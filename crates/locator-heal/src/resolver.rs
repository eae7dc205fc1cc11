//! Tiered resolution with fallback-chain orchestration
//!
//! Tiers run in strict priority order, each either terminal success or
//! fallthrough: memory, declared, suggested, heuristic. Cheaper and
//! more trustworthy sources are always consulted before expensive,
//! lower-confidence ones, and failures inside a tier are recovered by
//! falling through - only total exhaustion propagates.

use std::sync::Arc;

use dom_scanner::{DomScanner, ScannedElement};
use driver_adapter::SharedDriver;
use healbrowser_core_types::{
    DomElementDescriptor, ElementHandle, Locator, LogicalKey, TargetDescription,
};
use locator_memory::SharedLocatorMemory;
use suggest_bridge::{SuggestionProvider, SuggestionRequest};
use tracing::{debug, info, warn};

use crate::{
    builder::build_locator,
    errors::HealError,
    scorer::find_best_match,
    types::{MatchResult, ResolutionTier, ResolveOptions},
};

/// The resolution engine
///
/// Holds the driver boundary, the learned-locator store, the snapshot
/// scanner, and an optional suggestion oracle. One resolution runs to
/// completion before the next; for a fixed DOM state and fixed memory
/// content the outcome is deterministic.
pub struct HealingFinder {
    driver: SharedDriver,
    memory: SharedLocatorMemory,
    scanner: DomScanner,
    suggester: Option<Arc<dyn SuggestionProvider>>,
    options: ResolveOptions,
}

impl HealingFinder {
    pub fn new(driver: SharedDriver, memory: SharedLocatorMemory) -> Self {
        Self {
            scanner: DomScanner::new(driver.clone()),
            driver,
            memory,
            suggester: None,
            options: ResolveOptions::default(),
        }
    }

    /// Wire in a suggestion oracle. The engine behaves identically for
    /// the other tiers whether or not one is present.
    pub fn with_suggester(mut self, suggester: Arc<dyn SuggestionProvider>) -> Self {
        self.suggester = Some(suggester);
        self
    }

    pub fn with_options(mut self, options: ResolveOptions) -> Self {
        self.options = options;
        self
    }

    /// Resolve the element for `key`, walking the fallback chain. On
    /// any success below the memory tier the winning locator is
    /// remembered before returning.
    pub async fn resolve(
        &self,
        key: &LogicalKey,
        target: &TargetDescription,
        declared: &[Locator],
    ) -> Result<MatchResult, HealError> {
        let mut attempts: Vec<String> = Vec::new();
        let mut ambiguous_memory: Option<MatchResult> = None;

        // Tier 1: learned memory. A unique live match short-circuits
        // everything; an ambiguous one is held at reduced confidence
        // and revalidated against the later tiers first.
        if let Some(locator) = self.memory.lookup(key) {
            attempts.push(format!("memory:{locator}"));
            let matches = self.live_matches(&locator).await;
            match matches.len() {
                1 => {
                    debug!(%key, %locator, "learned locator matched");
                    return Ok(MatchResult::new(
                        locator,
                        matches[0],
                        1.0,
                        ResolutionTier::Memory,
                    ));
                }
                0 => {
                    info!(%key, %locator, "learned locator no longer matches, falling back");
                }
                count => {
                    warn!(
                        %key, %locator, count,
                        "learned locator is ambiguous, holding first match at reduced confidence"
                    );
                    ambiguous_memory = Some(MatchResult::new(
                        locator,
                        matches[0],
                        self.options.ambiguous_memory_confidence,
                        ResolutionTier::Memory,
                    ));
                }
            }
        }

        // Tier 2: declared candidates, in caller priority order. First
        // locator with exactly one live match wins.
        for locator in declared {
            attempts.push(format!("declared:{locator}"));
            let matches = self.live_matches(locator).await;
            if matches.len() == 1 {
                info!(%key, %locator, "declared locator matched");
                self.remember(key, locator.clone());
                return Ok(MatchResult::new(
                    locator.clone(),
                    matches[0],
                    1.0,
                    ResolutionTier::Declared,
                ));
            }
            debug!(%key, %locator, count = matches.len(), "declared locator missed");
        }

        // Tier 3: suggestion oracle, when configured. One attempt, no
        // retry; any failure falls through.
        if let Some(suggester) = self.suggester.clone() {
            attempts.push(format!("suggested:{}", suggester.name()));
            if let Some(result) = self
                .try_suggestion(key, target, declared, suggester.as_ref())
                .await
            {
                self.remember(key, result.locator.clone());
                return Ok(result);
            }
        }

        // Tier 4: similarity heuristic over a fresh snapshot.
        attempts.push("heuristic:similarity".to_string());
        if let Some(result) = self.try_heuristic(key, target).await {
            self.remember(key, result.locator.clone());
            return Ok(result);
        }

        // Exhausted. An ambiguous memory hit, if held, beats failing.
        if let Some(result) = ambiguous_memory {
            warn!(%key, "accepting ambiguous learned locator at reduced confidence");
            return Ok(result);
        }

        Err(HealError::ElementNotResolved {
            key: key.clone(),
            attempts,
        })
    }

    /// Resolve and click in one step
    pub async fn click(
        &self,
        key: &LogicalKey,
        target: &TargetDescription,
        declared: &[Locator],
    ) -> Result<MatchResult, HealError> {
        let result = self.resolve(key, target, declared).await?;
        self.driver.click(result.element).await?;
        info!(%key, tier = result.tier.name(), confidence = result.confidence, "clicked element");
        Ok(result)
    }

    /// Handles of live, interactable elements matching the locator.
    /// Driver timeouts and per-query failures are misses, never fatal.
    async fn live_matches(&self, locator: &Locator) -> Vec<ElementHandle> {
        let handles = match self.driver.find_elements(locator).await {
            Ok(handles) => handles,
            Err(err) => {
                debug!(%locator, error = %err, "query treated as zero matches");
                return Vec::new();
            }
        };

        let mut live = Vec::new();
        for handle in handles {
            match self.driver.describe(handle).await {
                Ok(descriptor) if descriptor.is_interactable() => live.push(handle),
                Ok(_) => {}
                Err(err) => {
                    debug!(%handle, error = %err, "element dropped during liveness check")
                }
            }
        }
        live
    }

    async fn try_suggestion(
        &self,
        key: &LogicalKey,
        target: &TargetDescription,
        declared: &[Locator],
        suggester: &dyn SuggestionProvider,
    ) -> Option<MatchResult> {
        let scanned = self.snapshot(key).await;
        if scanned.is_empty() {
            debug!(%key, "no candidates to offer the suggestion provider");
            return None;
        }

        let request = SuggestionRequest {
            target: target.clone(),
            failed_locators: declared.to_vec(),
            candidates: scanned
                .iter()
                .map(|element| element.descriptor.clone())
                .collect(),
            dom_excerpt: self.driver.page_source().await.ok(),
        };

        let locator = match suggester.suggest(&request).await {
            Ok(Some(locator)) => locator,
            Ok(None) => {
                debug!(%key, provider = suggester.name(), "provider had no suggestion");
                return None;
            }
            Err(err) => {
                warn!(
                    %key, provider = suggester.name(), error = %err,
                    "suggestion failed, falling through"
                );
                return None;
            }
        };

        let matches = self.live_matches(&locator).await;
        if matches.len() == 1 {
            info!(%key, %locator, "suggested locator matched");
            Some(MatchResult::new(
                locator,
                matches[0],
                1.0,
                ResolutionTier::Suggested,
            ))
        } else {
            debug!(%key, %locator, count = matches.len(), "suggested locator missed");
            None
        }
    }

    async fn try_heuristic(
        &self,
        key: &LogicalKey,
        target: &TargetDescription,
    ) -> Option<MatchResult> {
        if target.is_empty() {
            debug!(%key, "no target signals, heuristic tier skipped");
            return None;
        }

        let scanned = self.snapshot(key).await;
        let descriptors: Vec<DomElementDescriptor> = scanned
            .iter()
            .map(|element| element.descriptor.clone())
            .collect();

        let Some(best) = find_best_match(target, &descriptors) else {
            debug!(%key, candidates = descriptors.len(), "no candidate above threshold");
            return None;
        };

        let winner = &scanned[best.index];
        let locator = build_locator(&winner.descriptor);
        info!(%key, %locator, score = best.score, "similarity match accepted");
        Some(MatchResult::new(
            locator,
            winner.handle,
            best.score,
            ResolutionTier::Heuristic,
        ))
    }

    async fn snapshot(&self, key: &LogicalKey) -> Vec<ScannedElement> {
        match self.scanner.scan(self.options.max_scan_candidates).await {
            Ok(scanned) => scanned,
            Err(err) => {
                warn!(%key, error = %err, "dom scan failed, treated as empty snapshot");
                Vec::new()
            }
        }
    }

    /// Persist a winning locator. A flush failure costs durability, not
    /// the resolution: log and move on.
    fn remember(&self, key: &LogicalKey, locator: Locator) {
        if let Err(err) = self.memory.remember(key, locator) {
            warn!(%key, error = %err, "failed to persist learned locator");
        }
    }
}
//! Error types for the driver boundary

use healbrowser_core_types::ElementHandle;
use thiserror::Error;

/// Driver error enumeration
#[derive(Debug, Error, Clone)]
pub enum DriverError {
    /// A driver-side wait expired before any element matched.
    /// Callers treat this exactly like a zero-match result.
    #[error("driver wait expired: {0}")]
    Timeout(String),

    /// The handle refers to an element that no longer exists
    #[error("stale element: {0}")]
    StaleElement(ElementHandle),

    /// The element exists but cannot receive interaction
    #[error("element not interactable: {0}")]
    NotInteractable(ElementHandle),

    /// The locator expression is not decidable by this driver
    #[error("unsupported locator expression: {0}")]
    UnsupportedExpression(String),

    /// Transport or protocol failure on the browser connection
    #[error("driver protocol error: {0}")]
    Protocol(String),
}

impl DriverError {
    /// Whether this error means "no element right now" rather than a
    /// broken driver connection
    pub fn is_miss(&self) -> bool {
        matches!(
            self,
            DriverError::Timeout(_) | DriverError::StaleElement(_)
        )
    }
}
//! HealBrowser library
//!
//! Exposes the configuration layer, demo flow, and page objects for
//! integration testing.

pub mod config;
pub mod demo;
pub mod pages;

// Re-export commonly used types for external use
pub use config::AppConfig;
pub use healbrowser_core_types::{
    DomElementDescriptor, ElementHandle, Locator, LocatorStrategy, LogicalKey, TargetDescription,
};
pub use locator_heal::{HealError, HealingFinder, MatchResult, ResolutionTier, ResolveOptions};
pub use locator_memory::{LocatorMemory, MemoryRecord};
────────────────────────────────────────
WHAT THE TASK ASKS
Which lines above run from the one containing "misses, never fatal." down to the one containing "let locator = match"? Repeat exactly those, both ends included, and nothing else.

SOLUTION TO THIS PROBLEM
    /// Driver timeouts and per-query failures are misses, never fatal.
    async fn live_matches(&self, locator: &Locator) -> Vec<ElementHandle> {
        let handles = match self.driver.find_elements(locator).await {
            Ok(handles) => handles,
            Err(err) => {
                debug!(%locator, error = %err, "query treated as zero matches");
                return Vec::new();
            }
        };

        let mut live = Vec::new();
        for handle in handles {
            match self.driver.describe(handle).await {
                Ok(descriptor) if descriptor.is_interactable() => live.push(handle),
                Ok(_) => {}
                Err(err) => {
                    debug!(%handle, error = %err, "element dropped during liveness check")
                }
            }
        }
        live
    }

    async fn try_suggestion(
        &self,
        key: &LogicalKey,
        target: &TargetDescription,
        declared: &[Locator],
        suggester: &dyn SuggestionProvider,
    ) -> Option<MatchResult> {
        let scanned = self.snapshot(key).await;
        if scanned.is_empty() {
            debug!(%key, "no candidates to offer the suggestion provider");
            return None;
        }

        let request = SuggestionRequest {
            target: target.clone(),
            failed_locators: declared.to_vec(),
            candidates: scanned
                .iter()
                .map(|element| element.descriptor.clone())
                .collect(),
            dom_excerpt: self.driver.page_source().await.ok(),
        };

        let locator = match suggester.suggest(&request).await {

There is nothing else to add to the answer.